Energia do Reiki é inteligente? - 09/06/2017 - por: Eduardo Fonseca


Alguns praticantes afirmam que a energia do Reiki é inteligente; já outros, não. Mas, afinal, por que tamanha contradição? A resposta é simples: limitações. Todos nós estamos incluídos em tais limitações.


Por definição, a palavra inteligência refere-se ao conjunto dos atributos intelectuais do indivíduo, como, por exemplo: aprender, pensar, compreender, conhecer, raciocinar, planejar, resolver problemas, julgar, lembrar, entre outros.

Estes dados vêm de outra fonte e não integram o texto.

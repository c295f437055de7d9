//! Error types for the request core.
//!
//! Failures of a single call are mapped onto [`ClassifiedError`]; the
//! executor wraps the final one in a [`RequestError`] that also reports how
//! many attempts were made.

mod classified;

pub use classified::{ClassifiedError, ErrorDetail, ErrorKind};

use std::fmt;
use thiserror::Error;

/// Result type for executor calls
pub type RequestResult<T> = Result<T, RequestError>;

/// Terminal outcome of a failed `execute` call.
#[derive(Error, Debug, Clone, PartialEq)]
pub struct RequestError {
    error: ClassifiedError,
    attempts: u32,
}

impl RequestError {
    /// Wrap a classified error together with the number of attempts made
    pub fn new(error: ClassifiedError, attempts: u32) -> Self {
        Self { error, attempts }
    }

    /// The classified cause
    pub fn error(&self) -> &ClassifiedError {
        &self.error
    }

    /// Consume and return the classified cause
    pub fn into_error(self) -> ClassifiedError {
        self.error
    }

    /// Number of dispatch attempts made, including the first
    pub fn attempts(&self) -> u32 {
        self.attempts
    }

    /// Number of retries made after the first attempt
    pub fn retries(&self) -> u32 {
        self.attempts.saturating_sub(1)
    }

    /// Shortcut for `error().kind()`
    pub fn kind(&self) -> ErrorKind {
        self.error.kind()
    }

    /// Shortcut for `error().status_code()`
    pub fn status_code(&self) -> Option<u16> {
        self.error.status_code()
    }
}

impl fmt::Display for RequestError {
    fn fmt(&self, f: &mut fmt::Formatter<'_>) -> fmt::Result {
        let noun = if self.attempts == 1 { "attempt" } else { "attempts" };
        write!(f, "{} (after {} {})", self.error, self.attempts, noun)
    }
}

impl From<RequestError> for ClassifiedError {
    fn from(err: RequestError) -> Self {
        err.error
    }
}

/// Failure of the transport before any status line was read.
#[derive(Error, Debug, Clone, PartialEq, Eq)]
pub enum TransportError {
    /// The call did not complete in time
    #[error("Request timed out: {message}")]
    Timeout {
        /// Error message
        message: String,
    },

    /// The connection could not be established
    #[error("Connection failed: {message}")]
    Connect {
        /// Error message
        message: String,
    },

    /// The request could not be built (bad URL, bad header...)
    #[error("Invalid request: {message}")]
    InvalidRequest {
        /// Error message
        message: String,
    },

    /// Any other I/O failure while sending or reading the response
    #[error("I/O error: {message}")]
    Io {
        /// Error message
        message: String,
    },
}

impl From<reqwest::Error> for TransportError {
    fn from(err: reqwest::Error) -> Self {
        if err.is_timeout() {
            TransportError::Timeout {
                message: err.to_string(),
            }
        } else if err.is_connect() {
            TransportError::Connect {
                message: err.to_string(),
            }
        } else if err.is_builder() {
            TransportError::InvalidRequest {
                message: err.to_string(),
            }
        } else {
            TransportError::Io {
                message: err.to_string(),
            }
        }
    }
}

impl From<url::ParseError> for TransportError {
    fn from(err: url::ParseError) -> Self {
        TransportError::InvalidRequest {
            message: format!("Invalid URL: {}", err),
        }
    }
}

/// Configuration errors, raised when building configs or executors.
#[derive(Error, Debug, Clone, PartialEq, Eq)]
pub enum ConfigurationError {
    /// A required value was not provided
    #[error("Missing configuration value: {0}")]
    Missing(&'static str),

    /// A value was provided but is out of range or malformed
    #[error("Invalid configuration: {message}")]
    InvalidConfiguration {
        /// Error message
        message: String,
    },

    /// An environment variable could not be parsed
    #[error("Environment variable {name} has invalid value {value:?}")]
    EnvVar {
        /// Variable name
        name: String,
        /// Raw value
        value: String,
    },
}

impl ConfigurationError {
    pub(crate) fn invalid(message: impl Into<String>) -> Self {
        ConfigurationError::InvalidConfiguration {
            message: message.into(),
        }
    }
}

impl From<url::ParseError> for ConfigurationError {
    fn from(err: url::ParseError) -> Self {
        ConfigurationError::invalid(format!("Invalid URL: {}", err))
    }
}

Será que realmente podemos afirmar que, entre todos os tipos de energia das mais variadas ordens e planos, nenhuma possui o atributo de ser inteligente? Ou apenas possuem como características serem fracas, fortes, sutis, condensadas, curativas, deletérias, cinéticas, mecânicas, térmicas, entre outras definições encontradas atualmente na humanidade? Em outras palavras, energia é apenas energia — não é boa nem ruim — e necessita de alguém para operá-la.


No entanto, todos os praticantes concordam que o Reiki é uma energia salutar e de ordem superior. Como seres humanos em estágio de evolução, podemos realmente analisar, em um sentido amplo, o que é de ordem superior? E classificar uma energia como sendo de tal ordem? Uma coisa é certa: o nosso trilhar apenas começou.


Entretanto, quando um praticante diz que a energia do Reiki é inteligente, refere-se ao fato de que ela atua na causa geradora do desequilíbrio, independentemente de onde esteja. Todos os praticantes de Reiki sabem — ou, pelo menos, deveriam saber — que são canais da energia do Reiki durante as aplicações. Tal energia não é controlada pelo praticante; ela é “ativada” pela intenção.


Mesmo os mais preparados estão longe de compreender o quadro completo do cliente para uma análise precisa. Praticantes com abertura para a percepção vibracional notam, sutilmente, durante a sessão, a energia da pessoa, a energia do Reiki e a energia dos desequilíbrios (caso existam), por meio da técnica do Byosen. Perceber e compreender, porém, são coisas bem diferentes.


Isso gera uma pergunta comum: já que o Reiki atua na causa, por que é necessária a imposição das mãos? No método de aplicação ocidental, desenvolvido após Hawayo Takata, em comparação com o método tradicional, existem diferenças. No primeiro, independentemente do desequilíbrio, há imposições de mãos padronizadas ao longo do corpo. Já no método tradicional, há uma grande atenção à área da cabeça e do pescoço, e, após isso, são tratadas as zonas dos desequilíbrios seguindo o Byosen — podendo ser com toque direto ou "indireto". Além do toque, Usui aplicava massagem, percussão, deslizamento, sopro, olhar e direcionava a energia de forma específica. Tudo isso era associado a diversas técnicas de tratamento, conforme a necessidade e o trabalho intuitivo.


Através dessa comparação, a resposta torna-se cada vez mais evidente. Porém, vamos dar continuidade: uma pessoa com deficiência física, sem os membros superiores, poderia aplicar Reiki? A resposta é sim. O Reiki não é aplicado com o corpo físico, e sim com o amor maior.